Zwillinge altern nicht gleich

Der Lebensstil hat einen wesentlichen Einfluss darauf, wie wir altern und wie sich unser Aussehen entwickelt. Zeigen lässt sich dies anhand sogenannter Zwillingsstudien.

Eineiige Zwillinge
Eineiige Zwillinge: Verschiedene Lebensstile lassen Ähnlichkeiten mehr und mehr schwinden. (Bild: Getty Images)

Für die Forschung sind eineiige Paare aufschlussreiche Studienobjekte. Denn nirgends sonst lässt sich so deutlich aufzeigen, wie sich Lebensweise, Ernährung, Körperpflege, Sport oder Bildung bei identischem genetischen Erbgut auf den Alterungsprozess und das Aussehen niederschlagen können. Eine der populärsten Studien bis heute ist jene des Teams um den Psychologen Thomas Bouchard an der Universität in Minnesota USA. Während 20 Jahren begleitete das Team 81 eineiige und 56 zweieiige Zwillingspärchen.
Die Erkenntnis: Der Alterungsprozess hängt nur zu rund 20 Prozent von der Genetik ab, entscheidender sind die Lebensumstände.

Andere aktuelle Zwillingsstudien konnten zeigen:

1. Wer mehr als eine Stunde pro Woche trainiert, ist geistig fitter.
Die britischen Genetiker Claire J. Steves und Tim D. Spector untersuchten, inwiefern körperliche Bewegung einen Einfluss auf die kognitive Alterung, also die geistige Fitness hat. Von 324 untersuchten Zwillingen, alles Frauen im Alter zwischen 43 und 73 Jahren, waren die Trainierten im Vorteil. Jene, die regelmässig Sport trieben, waren geistig deutlich fitter als ihre unsportlichen Schwestern.

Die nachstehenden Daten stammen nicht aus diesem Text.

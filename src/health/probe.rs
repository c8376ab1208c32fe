//! # Datastore Probes
//!
//! The seam between [`HealthMonitor`](super::HealthMonitor) and the primary
//! store. A probe answers two questions: can the store be reached right now,
//! and can missing top-level schema objects be recreated.

use crate::database::{DatabaseConnection, PgErrorCode};
use async_trait::async_trait;
use std::time::Duration;
use thiserror::Error;

/// Why a probe or repair attempt failed
#[derive(Debug, Error)]
pub enum ProbeError {
    /// The store did not answer at all (network, refused, shut down)
    #[error("datastore unreachable: {0}")]
    Unreachable(String),

    /// The store answered but a top-level schema object is missing
    #[error("datastore schema object missing: {0}")]
    MissingSchema(String),

    /// The round trip exceeded the probe timeout
    #[error("datastore probe timed out after {0:?}")]
    Timeout(Duration),

    /// The store answered with something other than the expected result
    #[error("unexpected datastore response: {0}")]
    UnexpectedResponse(String),
}

impl From<sqlx::Error> for ProbeError {
    fn from(err: sqlx::Error) -> Self {
        if let Some(db_err) = err.as_database_error() {
            if db_err
                .code()
                .is_some_and(|code| PgErrorCode::is_missing_database(&code))
            {
                return ProbeError::MissingSchema(db_err.message().to_string());
            }
        }
        ProbeError::Unreachable(err.to_string())
    }
}

#[async_trait]
pub trait DatastoreProbe: Send + Sync {
    /// Minimal round trip against the primary store
    async fn ping(&self) -> Result<(), ProbeError>;

    /// Best-effort creation of missing top-level schema objects
    async fn repair(&self) -> Result<(), ProbeError>;

    /// Name used in log lines
    fn name(&self) -> &str {
        "datastore"
    }
}

/// Probe against the configured PostgreSQL database
#[derive(Debug, Clone)]
pub struct PostgresProbe {
    connection: DatabaseConnection,
}

impl PostgresProbe {
    pub fn new(connection: DatabaseConnection) -> Self {
        Self { connection }
    }
}

#[async_trait]
impl DatastoreProbe for PostgresProbe {
    async fn ping(&self) -> Result<(), ProbeError> {
        match self.connection.health_check().await? {
            true => Ok(()),
            false => Err(ProbeError::UnexpectedResponse(
                "SELECT 1 did not return 1".to_string(),
            )),
        }
    }

    async fn repair(&self) -> Result<(), ProbeError> {
        let timeout = self.connection.config().connect_timeout();
        let created = tokio::time::timeout(timeout, self.connection.ensure_database_exists())
            .await
            .map_err(|_| ProbeError::Timeout(timeout))?
            .or_else(|err| {
                let lost_race = err
                    .as_database_error()
                    .and_then(|e| e.code())
                    .is_some_and(|code| PgErrorCode::is_duplicate_database(&code));
                // Another process created it between our check and CREATE DATABASE.
                if lost_race {
                    Ok(false)
                } else {
                    Err(ProbeError::from(err))
                }
            })?;

        if created {
            tracing::warn!(
                database = %self.connection.config().database,
                "🛠️ Recreated missing primary database"
            );
        }
        Ok(())
    }

    fn name(&self) -> &str {
        "postgres"
    }
}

2. Rauchen macht Hängebacken und Falten.
Nicht ganz neu, aber in der Deutlichkeit doch erstaunlich sind die Resultate einer Studie der Case Western Reserve University in Cleveland USA. Von den 79 untersuchten Zwillingspaaren schnitten die Raucher in Sachen Hautbild dramatisch schlechter ab: Ihre Oberlider hingen herunter, sie hatten deutliche Lid- und Tränensäcke, eine fahlere Haut und ausdruckslosere Augen. Dazu eine markantere Nasolabialfalte und eine auffällige Tendenz zu Hängebäckchen.

3. Das Appetitverhalten entscheidet über späteres Übergewicht.
Daniel Belsky vom Duke University Medical Center in North Carolina USA fand 2014 heraus, dass gierige und mit einem guten Appetit gesegnete Babys später öfters übergewichtig sind. Mütter von 228 Zwillingspaaren füllten einen Fragebogen über das Ess- und Trinkverhalten ihrer Kids aus. Mehr als zwei Drittel der Viel­frasse lagen – anders als das rasch gesättigte Geschwister – schon mit drei Jahren deutlich über dem durchschnittlichen Normalgewicht.

4. Vegetarier leben nicht unbedingt länger.
Die Universität Oxford (GB) hat Daten aus zwei Langzeituntersuchungen mit rund 60'000 Teilnehmenden ausgewertet. Etwa ein Drittel ass regelmässig Fleisch, ein Drittel ernährte sich vegetarisch, rund 13'000 nahmen wenig Fleisch zu sich, gut 8000 bevorzugten Fisch. Im Untersuchungszeitraum starben knapp 5000 Probanden. Dabei war die Sterblichkeit unter den verschiedenen Gruppen ungefähr gleich hoch. Vegetarismus ist zwar ehrenvoll, aber dass man damit auch länger lebt, ist bis heute nicht bewiesen.